Published Web Locationhttps://doi.org/10.1016/j.engstruct.2022.114235
This paper investigates the behavior of a ductile detail of exposed base plates. This detail consists of a base plate anchored to the concrete foundation through bolts extended to a steel chair configuration. The intention is to concentrate plastic strains mainly in the extended region of the anchor bolts, forcing the other connection components to remain elastic. The scientific background of this research consists of a series of sophisticated nonlinear finite element models subjected to a cyclic load protocol in the presence of an axial compressive force. The models were validated against an experimental test reported in the literature.
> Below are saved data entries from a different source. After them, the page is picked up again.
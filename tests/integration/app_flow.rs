//! Integration tests for the interactive playback flow
//!
//! Drives the App through key events on a paused clock and checks that the
//! ticker only moves the log while playback is active.

use std::time::Duration;

use crossterm::event::{Event, KeyCode, KeyEvent, KeyModifiers};
use tokio::time;

use mohtion::player::{ColorToken, Glyph};
use mohtion::ui::{AppEvent, PlaybackMode};
use mohtion::{App, Config, LogEntry, LogScript};

const TICK: Duration = Duration::from_millis(1200);

fn key(code: KeyCode) -> AppEvent {
    AppEvent::Input(Event::Key(KeyEvent::new(code, KeyModifiers::NONE)))
}

fn revealed(app: &App) -> usize {
    app.player().lock().revealed_count()
}

#[tokio::test(start_paused = true)]
async fn test_pause_releases_ticker_and_resume_restarts_it() {
    let mut app = App::new(Config::default().with_tick_interval(TICK));
    app.start();
    assert_eq!(app.mode(), PlaybackMode::Playing);

    time::sleep(TICK * 2 + TICK / 2).await;
    assert_eq!(revealed(&app), 2);

    app.handle_event(key(KeyCode::Char(' '))).await;
    assert_eq!(app.mode(), PlaybackMode::Paused);

    time::sleep(TICK * 10).await;
    assert_eq!(revealed(&app), 2, "paused playback must not advance");

    app.handle_event(key(KeyCode::Char(' '))).await;
    time::sleep(TICK + TICK / 2).await;
    assert_eq!(revealed(&app), 3);
}

#[tokio::test(start_paused = true)]
async fn test_manual_step_only_while_paused() {
    let mut app = App::new(Config::default().with_tick_interval(TICK));

    app.handle_event(key(KeyCode::Char('n'))).await;
    app.handle_event(key(KeyCode::Right)).await;
    assert_eq!(revealed(&app), 2);

    app.start();
    app.handle_event(key(KeyCode::Char('n'))).await;
    assert_eq!(revealed(&app), 2);
}

#[tokio::test(start_paused = true)]
async fn test_restart_resets_log_and_cadence() {
    let mut app = App::new(Config::default().with_tick_interval(TICK));
    app.start();
    time::sleep(TICK * 3 + TICK / 2).await;
    assert_eq!(revealed(&app), 3);

    app.handle_event(key(KeyCode::Char('r'))).await;
    assert_eq!(revealed(&app), 0);
    assert_eq!(app.mode(), PlaybackMode::Playing);

    // The new ticker waits a full period before its first advance
    time::sleep(TICK / 2).await;
    assert_eq!(revealed(&app), 0);
    time::sleep(TICK).await;
    assert_eq!(revealed(&app), 1);
}

#[tokio::test(start_paused = true)]
async fn test_full_cycle_through_app() {
    let mut app = App::new(Config::default().with_tick_interval(TICK));
    app.start();

    time::sleep(TICK * 6 + TICK / 2).await;
    {
        let player = app.player();
        let player = player.lock();
        assert_eq!(player.current_view().len(), 6);
        assert!(!player.cursor_visible());
    }

    time::sleep(TICK).await;
    let player = app.player();
    let player = player.lock();
    assert_eq!(player.current_view().len(), 1);
    assert!(player.cursor_visible());
    assert_eq!(player.cycles_completed(), 1);
}

#[tokio::test(start_paused = true)]
async fn test_quit_keys() {
    for event in [
        key(KeyCode::Char('q')),
        key(KeyCode::Esc),
        AppEvent::Input(Event::Key(KeyEvent::new(
            KeyCode::Char('c'),
            KeyModifiers::CONTROL,
        ))),
        AppEvent::Quit,
    ] {
        let mut app = App::new(Config::default());
        assert!(!app.should_quit());
        app.handle_event(event).await;
        assert!(app.should_quit());
    }
}

#[tokio::test(start_paused = true)]
async fn test_pause_is_idempotent() {
    let mut app = App::new(Config::default().with_tick_interval(TICK));
    app.pause().await;
    app.start();
    app.start();
    time::sleep(TICK + TICK / 2).await;
    assert_eq!(revealed(&app), 1);
    app.pause().await;
    app.pause().await;
    assert_eq!(app.mode(), PlaybackMode::Paused);
}

#[tokio::test(start_paused = true)]
async fn test_custom_script_cycles_on_its_own_length() {
    let script = LogScript::new(vec![
        LogEntry::info("Cloning fixture...", Glyph::Terminal, ColorToken::Zinc),
        LogEntry::success("Done", Glyph::Check, ColorToken::Green),
    ])
    .unwrap();
    let mut app = App::new(
        Config::default()
            .with_tick_interval(TICK)
            .with_script(script),
    );
    assert_eq!(app.player().lock().script().len(), 2);

    let shared = app.player();
    app.start();
    time::sleep(TICK * 2 + TICK / 2).await;
    {
        let player = shared.lock();
        assert!(player.is_fully_revealed());
        assert!(!player.cursor_visible());
    }

    time::sleep(TICK).await;
    let player = shared.lock();
    assert_eq!(player.revealed_count(), 0);
    assert_eq!(player.cycles_completed(), 1);
    assert_eq!(player.current_view()[0].text, "Cloning fixture...");
}
use std::io;
use std::sync::Arc;

use crossterm::event::{Event, EventStream, KeyCode, KeyEvent, KeyEventKind, KeyModifiers};
use futures::StreamExt;
use parking_lot::Mutex;
use ratatui::{
    backend::CrosstermBackend,
    layout::{Constraint, Layout, Rect},
    Frame, Terminal,
};
use tokio::sync::mpsc;
use tokio::time::{self, Instant, MissedTickBehavior};

use crate::config::Config;
use crate::lifecycle::{Easing, LifecycleStepper, MotionLoop};
use crate::player::{Advance, PlaybackTicker, SharedPlayer, StagedLogPlayer};
use crate::ui::components::{render_key_hints, LifecycleView, TerminalDemo};
use crate::ui::events::{AppEvent, PlaybackMode};
use crate::ui::terminal_guard::{install_panic_hook, TerminalGuard};

const PLAYING_HINTS: &[(&str, &str)] = &[("space", "pause"), ("r", "restart"), ("q", "quit")];
const PAUSED_HINTS: &[(&str, &str)] = &[
    ("space", "resume"),
    ("n", "step"),
    ("r", "restart"),
    ("q", "quit"),
];

/// Main application state
pub struct App {
    config: Config,
    player: SharedPlayer,
    /// Present exactly while playback is running
    ticker: Option<PlaybackTicker>,
    lifecycle: LifecycleStepper,
    cursor_blink: MotionLoop,
    mode: PlaybackMode,
    started: Instant,
    should_quit: bool,
    advance_tx: mpsc::UnboundedSender<Advance>,
    advance_rx: mpsc::UnboundedReceiver<Advance>,
}

impl App {
    pub fn new(config: Config) -> Self {
        let (advance_tx, advance_rx) = mpsc::unbounded_channel();
        let player = Arc::new(Mutex::new(StagedLogPlayer::new(config.script.clone())));

        Self {
            cursor_blink: MotionLoop::new(config.cursor_blink, Easing::Linear),
            config,
            player,
            ticker: None,
            lifecycle: LifecycleStepper::new(),
            mode: PlaybackMode::Paused,
            started: Instant::now(),
            should_quit: false,
            advance_tx,
            advance_rx,
        }
    }

    /// Replace the randomly seeded lifecycle (deterministic rendering)
    pub fn with_lifecycle(mut self, lifecycle: LifecycleStepper) -> Self {
        self.lifecycle = lifecycle;
        self
    }

    pub fn player(&self) -> SharedPlayer {
        self.player.clone()
    }

    pub fn mode(&self) -> PlaybackMode {
        self.mode
    }

    pub fn should_quit(&self) -> bool {
        self.should_quit
    }

    /// Start the playback ticker if it isn't running
    pub fn start(&mut self) {
        if self.ticker.is_some() {
            return;
        }
        self.ticker = Some(PlaybackTicker::spawn(
            self.player.clone(),
            self.config.tick_interval,
            Some(self.advance_tx.clone()),
        ));
        self.mode = PlaybackMode::Playing;
    }

    /// Release the playback ticker; no advance happens after this returns
    pub async fn pause(&mut self) {
        if let Some(ticker) = self.ticker.take() {
            ticker.stop().await;
        }
        self.mode = PlaybackMode::Paused;
    }

    /// Run the application main loop
    pub async fn run(&mut self) -> anyhow::Result<()> {
        install_panic_hook();
        let mut guard = TerminalGuard::enter()?;
        let mut terminal = Terminal::new(CrosstermBackend::new(io::stdout()))?;
        terminal.clear()?;

        tracing::info!(
            lines = self.config.script.len(),
            tick_ms = self.config.tick_interval.as_millis() as u64,
            "Starting worker demo"
        );
        self.start();

        let result = self.event_loop(&mut terminal).await;

        self.pause().await;
        let restored = guard.restore();
        tracing::info!(
            cycles = self.player.lock().cycles_completed(),
            "Worker demo stopped"
        );

        result?;
        restored
    }

    async fn event_loop(
        &mut self,
        terminal: &mut Terminal<CrosstermBackend<io::Stdout>>,
    ) -> anyhow::Result<()> {
        let mut input = EventStream::new();
        let mut frames = time::interval(self.config.frame_interval);
        frames.set_missed_tick_behavior(MissedTickBehavior::Skip);

        terminal.draw(|f| self.draw(f))?;

        while !self.should_quit {
            let event = tokio::select! {
                _ = frames.tick() => AppEvent::Frame,
                Some(step) = self.advance_rx.recv() => AppEvent::Playback(step),
                maybe_event = input.next() => match maybe_event {
                    Some(Ok(event)) => AppEvent::Input(event),
                    Some(Err(e)) => return Err(e.into()),
                    None => AppEvent::Quit,
                },
            };

            if self.handle_event(event).await {
                terminal.draw(|f| self.draw(f))?;
            }
        }

        Ok(())
    }

    /// Apply an event; returns whether a redraw is needed
    pub async fn handle_event(&mut self, event: AppEvent) -> bool {
        match event {
            AppEvent::Input(Event::Key(key)) => {
                self.handle_key_event(key).await;
                true
            }
            AppEvent::Input(Event::Resize(..)) => true,
            AppEvent::Input(_) => false,
            AppEvent::Playback(step) => {
                tracing::trace!(?step, "Redraw after playback step");
                true
            }
            AppEvent::Frame => true,
            AppEvent::Quit => {
                self.should_quit = true;
                false
            }
        }
    }

    async fn handle_key_event(&mut self, key: KeyEvent) {
        if key.kind != KeyEventKind::Press {
            return;
        }

        match key.code {
            KeyCode::Char('c') if key.modifiers.contains(KeyModifiers::CONTROL) => {
                self.should_quit = true;
            }
            KeyCode::Char('q') | KeyCode::Esc => self.should_quit = true,
            KeyCode::Char(' ') => match self.mode {
                PlaybackMode::Playing => self.pause().await,
                PlaybackMode::Paused => self.start(),
            },
            KeyCode::Char('r') => {
                let was_playing = self.mode == PlaybackMode::Playing;
                self.pause().await;
                self.player.lock().reset();
                if was_playing {
                    self.start();
                }
            }
            KeyCode::Char('n') | KeyCode::Right if self.mode == PlaybackMode::Paused => {
                let step = self.player.lock().advance();
                tracing::debug!(?step, "Manual step");
            }
            _ => {}
        }
    }

    pub fn draw(&self, f: &mut Frame) {
        let [main, footer] =
            Layout::vertical([Constraint::Min(1), Constraint::Length(1)]).areas(f.area());

        let elapsed = self.started.elapsed();
        let (demo_area, lifecycle_area) = if self.config.show_lifecycle {
            let [left, right] =
                Layout::horizontal([Constraint::Percentage(60), Constraint::Percentage(40)])
                    .areas(main);
            (left, Some(right))
        } else {
            (main, None)
        };

        {
            let player = self.player.lock();
            TerminalDemo::from_player(&player)
                .title(&self.config.window_title)
                .cursor_color(self.config.cursor_color)
                .blink(self.cursor_blink.first_half(elapsed))
                .render(demo_area, f.buffer_mut());
        }

        if let Some(area) = lifecycle_area {
            let frame = self.lifecycle.frame(elapsed);
            LifecycleView::new(&frame).render(inset(area, 2, 1), f.buffer_mut());
        }

        let hints = match self.mode {
            PlaybackMode::Playing => PLAYING_HINTS,
            PlaybackMode::Paused => PAUSED_HINTS,
        };
        render_key_hints(footer, f.buffer_mut(), hints);
    }
}

fn inset(area: Rect, horizontal: u16, vertical: u16) -> Rect {
    Rect::new(
        area.x.saturating_add(horizontal),
        area.y.saturating_add(vertical),
        area.width.saturating_sub(horizontal * 2),
        area.height.saturating_sub(vertical * 2),
    )
}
Forces within the connection components, stresses, strain distributions, and deformation modes were examined. A total of sixteen three-dimensional nonlinear models were created using the ABAQUS simulation platform. The models were separated into two groups: the first consists of models with dimensions similar to the specimens tested in recent experimental programs reported in the past, while the second group simulates connections representative of mid-rise industrial frames. Building on the insights gained from the simulations of the first group, a methodology is proposed to design these column base connections. This suggested methodology is validated with the second group of simulations. Results indicate that the studied configuration detail presents some advantages compared with the traditional detail presented in Design Guide 1. For instance, plastic strains are developed almost exclusively in the anchor rods, and no damage is expected at the remaining components. Another essential characteristic is the exposed stretch length, with which it is possible to achieve a target design rotation without significant strain concentrations in the anchor rods. This characteristic facilitates post-earthquake inspections and repairs, and damage is virtually eliminated in the first story.